STUDY MATERIAL Block Start
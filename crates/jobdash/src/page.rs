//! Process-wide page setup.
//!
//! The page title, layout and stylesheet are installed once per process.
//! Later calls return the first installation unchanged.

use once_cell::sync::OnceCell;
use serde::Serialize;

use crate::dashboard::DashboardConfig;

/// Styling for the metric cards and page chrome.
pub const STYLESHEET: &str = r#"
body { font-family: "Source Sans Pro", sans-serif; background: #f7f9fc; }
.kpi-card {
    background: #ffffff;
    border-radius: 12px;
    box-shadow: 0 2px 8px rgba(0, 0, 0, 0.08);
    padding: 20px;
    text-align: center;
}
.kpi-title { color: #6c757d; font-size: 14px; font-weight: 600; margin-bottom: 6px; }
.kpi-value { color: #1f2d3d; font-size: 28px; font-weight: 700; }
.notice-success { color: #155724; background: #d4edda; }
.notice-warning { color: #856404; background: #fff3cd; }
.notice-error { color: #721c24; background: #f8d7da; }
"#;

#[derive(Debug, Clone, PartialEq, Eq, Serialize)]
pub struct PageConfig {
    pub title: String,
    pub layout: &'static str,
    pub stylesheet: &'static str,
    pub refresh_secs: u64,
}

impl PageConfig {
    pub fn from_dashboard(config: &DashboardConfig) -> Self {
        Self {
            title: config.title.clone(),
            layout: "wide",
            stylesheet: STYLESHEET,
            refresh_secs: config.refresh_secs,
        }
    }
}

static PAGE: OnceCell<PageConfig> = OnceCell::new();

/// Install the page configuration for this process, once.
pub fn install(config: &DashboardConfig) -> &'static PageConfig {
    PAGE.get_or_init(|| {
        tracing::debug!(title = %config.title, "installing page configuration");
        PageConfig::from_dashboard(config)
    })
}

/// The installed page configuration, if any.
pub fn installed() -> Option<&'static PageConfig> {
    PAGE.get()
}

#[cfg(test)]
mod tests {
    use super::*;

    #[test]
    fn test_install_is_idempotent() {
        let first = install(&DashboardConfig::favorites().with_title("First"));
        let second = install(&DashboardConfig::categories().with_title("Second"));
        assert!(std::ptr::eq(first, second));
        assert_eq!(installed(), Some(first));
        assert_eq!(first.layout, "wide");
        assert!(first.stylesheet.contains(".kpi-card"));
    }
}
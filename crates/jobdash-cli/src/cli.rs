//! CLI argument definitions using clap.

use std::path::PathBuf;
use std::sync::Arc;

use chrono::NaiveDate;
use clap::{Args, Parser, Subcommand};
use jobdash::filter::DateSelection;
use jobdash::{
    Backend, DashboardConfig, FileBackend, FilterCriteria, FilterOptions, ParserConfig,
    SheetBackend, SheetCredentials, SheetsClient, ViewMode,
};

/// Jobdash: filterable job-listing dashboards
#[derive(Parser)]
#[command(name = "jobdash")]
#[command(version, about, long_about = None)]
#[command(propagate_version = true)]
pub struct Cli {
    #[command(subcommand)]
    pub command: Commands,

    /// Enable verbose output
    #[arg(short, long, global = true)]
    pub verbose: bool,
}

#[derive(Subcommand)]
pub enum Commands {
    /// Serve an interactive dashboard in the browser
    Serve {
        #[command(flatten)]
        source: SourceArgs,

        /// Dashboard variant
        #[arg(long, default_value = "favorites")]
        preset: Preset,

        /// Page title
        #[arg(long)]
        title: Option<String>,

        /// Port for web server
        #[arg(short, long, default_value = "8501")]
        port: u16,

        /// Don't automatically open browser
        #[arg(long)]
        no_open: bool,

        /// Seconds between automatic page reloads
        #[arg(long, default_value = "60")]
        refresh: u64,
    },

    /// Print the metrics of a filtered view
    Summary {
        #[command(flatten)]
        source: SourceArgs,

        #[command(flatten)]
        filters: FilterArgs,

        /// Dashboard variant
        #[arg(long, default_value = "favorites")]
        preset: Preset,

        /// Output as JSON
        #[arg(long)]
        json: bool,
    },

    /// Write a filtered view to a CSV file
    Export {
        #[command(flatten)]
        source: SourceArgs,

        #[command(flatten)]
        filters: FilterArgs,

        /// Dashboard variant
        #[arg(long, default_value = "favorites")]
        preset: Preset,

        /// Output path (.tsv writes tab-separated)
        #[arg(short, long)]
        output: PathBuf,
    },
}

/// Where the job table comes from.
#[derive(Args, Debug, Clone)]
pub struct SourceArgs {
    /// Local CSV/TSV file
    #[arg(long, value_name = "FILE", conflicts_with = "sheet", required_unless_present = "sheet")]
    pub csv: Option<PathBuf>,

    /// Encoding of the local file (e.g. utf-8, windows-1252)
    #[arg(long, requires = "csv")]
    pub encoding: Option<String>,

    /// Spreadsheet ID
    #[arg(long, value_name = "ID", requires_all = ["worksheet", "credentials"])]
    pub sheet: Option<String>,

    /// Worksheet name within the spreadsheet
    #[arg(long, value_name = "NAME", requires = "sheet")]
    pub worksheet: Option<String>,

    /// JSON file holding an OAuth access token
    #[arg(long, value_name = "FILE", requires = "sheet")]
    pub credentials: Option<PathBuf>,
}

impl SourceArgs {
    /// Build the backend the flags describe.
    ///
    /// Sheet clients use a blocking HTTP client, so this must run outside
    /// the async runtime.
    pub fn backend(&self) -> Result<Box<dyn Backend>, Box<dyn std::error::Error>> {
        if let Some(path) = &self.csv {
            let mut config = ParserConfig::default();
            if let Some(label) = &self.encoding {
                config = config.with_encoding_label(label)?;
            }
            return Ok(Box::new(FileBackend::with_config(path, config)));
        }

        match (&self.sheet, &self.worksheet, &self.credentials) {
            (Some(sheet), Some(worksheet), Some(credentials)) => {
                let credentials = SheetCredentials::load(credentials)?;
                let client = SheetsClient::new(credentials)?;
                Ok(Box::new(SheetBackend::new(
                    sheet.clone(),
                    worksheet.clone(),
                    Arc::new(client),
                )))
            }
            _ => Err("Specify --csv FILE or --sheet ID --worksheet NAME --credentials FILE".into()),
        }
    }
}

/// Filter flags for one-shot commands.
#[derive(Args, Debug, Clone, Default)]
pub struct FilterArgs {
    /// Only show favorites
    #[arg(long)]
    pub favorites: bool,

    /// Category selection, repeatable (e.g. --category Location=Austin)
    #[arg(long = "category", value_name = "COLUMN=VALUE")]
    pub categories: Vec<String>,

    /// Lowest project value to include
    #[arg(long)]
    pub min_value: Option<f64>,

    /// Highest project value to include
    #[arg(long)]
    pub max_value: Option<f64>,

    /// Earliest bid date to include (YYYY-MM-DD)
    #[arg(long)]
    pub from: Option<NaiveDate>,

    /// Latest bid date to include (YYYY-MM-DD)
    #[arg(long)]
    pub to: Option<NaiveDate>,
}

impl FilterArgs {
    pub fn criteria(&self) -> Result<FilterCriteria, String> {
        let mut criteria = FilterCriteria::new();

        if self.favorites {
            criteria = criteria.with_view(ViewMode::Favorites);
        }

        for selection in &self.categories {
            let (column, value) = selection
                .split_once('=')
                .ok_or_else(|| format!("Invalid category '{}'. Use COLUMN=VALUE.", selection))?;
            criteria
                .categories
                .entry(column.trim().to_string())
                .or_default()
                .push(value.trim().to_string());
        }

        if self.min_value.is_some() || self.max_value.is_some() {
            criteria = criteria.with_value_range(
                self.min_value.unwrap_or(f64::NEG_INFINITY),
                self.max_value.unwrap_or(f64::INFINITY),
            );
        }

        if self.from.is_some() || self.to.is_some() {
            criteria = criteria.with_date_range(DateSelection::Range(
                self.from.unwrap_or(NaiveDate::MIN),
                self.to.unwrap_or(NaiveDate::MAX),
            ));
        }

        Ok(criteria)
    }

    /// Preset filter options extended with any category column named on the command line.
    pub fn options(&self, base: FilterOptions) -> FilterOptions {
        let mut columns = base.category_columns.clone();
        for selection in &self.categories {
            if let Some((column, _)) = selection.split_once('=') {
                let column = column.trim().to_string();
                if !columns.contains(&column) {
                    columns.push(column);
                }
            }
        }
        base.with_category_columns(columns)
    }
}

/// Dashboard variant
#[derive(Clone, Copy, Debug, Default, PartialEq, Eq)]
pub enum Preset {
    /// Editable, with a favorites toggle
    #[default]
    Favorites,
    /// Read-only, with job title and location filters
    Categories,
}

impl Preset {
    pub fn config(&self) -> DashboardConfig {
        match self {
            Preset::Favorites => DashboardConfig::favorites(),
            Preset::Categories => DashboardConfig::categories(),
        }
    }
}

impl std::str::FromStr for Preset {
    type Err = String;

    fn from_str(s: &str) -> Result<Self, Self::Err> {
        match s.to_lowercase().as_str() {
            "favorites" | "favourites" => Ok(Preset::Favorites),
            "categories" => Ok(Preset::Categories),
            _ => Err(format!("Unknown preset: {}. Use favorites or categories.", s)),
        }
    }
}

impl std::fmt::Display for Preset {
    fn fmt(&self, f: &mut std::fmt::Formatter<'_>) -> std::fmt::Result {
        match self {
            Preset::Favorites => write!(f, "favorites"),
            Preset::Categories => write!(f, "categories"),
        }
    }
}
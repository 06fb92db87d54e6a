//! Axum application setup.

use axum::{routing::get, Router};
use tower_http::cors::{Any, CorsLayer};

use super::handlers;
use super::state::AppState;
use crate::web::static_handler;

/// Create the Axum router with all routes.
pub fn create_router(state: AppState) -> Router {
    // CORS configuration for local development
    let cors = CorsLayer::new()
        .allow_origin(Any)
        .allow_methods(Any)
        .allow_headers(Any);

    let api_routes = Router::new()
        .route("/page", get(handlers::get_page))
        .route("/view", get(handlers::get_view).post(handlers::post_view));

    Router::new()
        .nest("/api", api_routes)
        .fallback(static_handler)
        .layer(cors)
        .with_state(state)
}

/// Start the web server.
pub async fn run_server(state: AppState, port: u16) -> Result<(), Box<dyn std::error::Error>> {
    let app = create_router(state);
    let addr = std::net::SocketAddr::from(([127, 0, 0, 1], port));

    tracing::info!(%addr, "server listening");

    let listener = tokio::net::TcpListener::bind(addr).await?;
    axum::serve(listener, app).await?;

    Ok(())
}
STUDY MATERIAL Block End
PROBLEM TO WORK ON: Go through the entries. Report every line that contains the word "addr".

OUTPUT FOR THIS EXERCISE:
    let addr = std::net::SocketAddr::from(([127, 0, 0, 1], port));
    tracing::info!(%addr, "server listening");
    let listener = tokio::net::TcpListener::bind(addr).await?;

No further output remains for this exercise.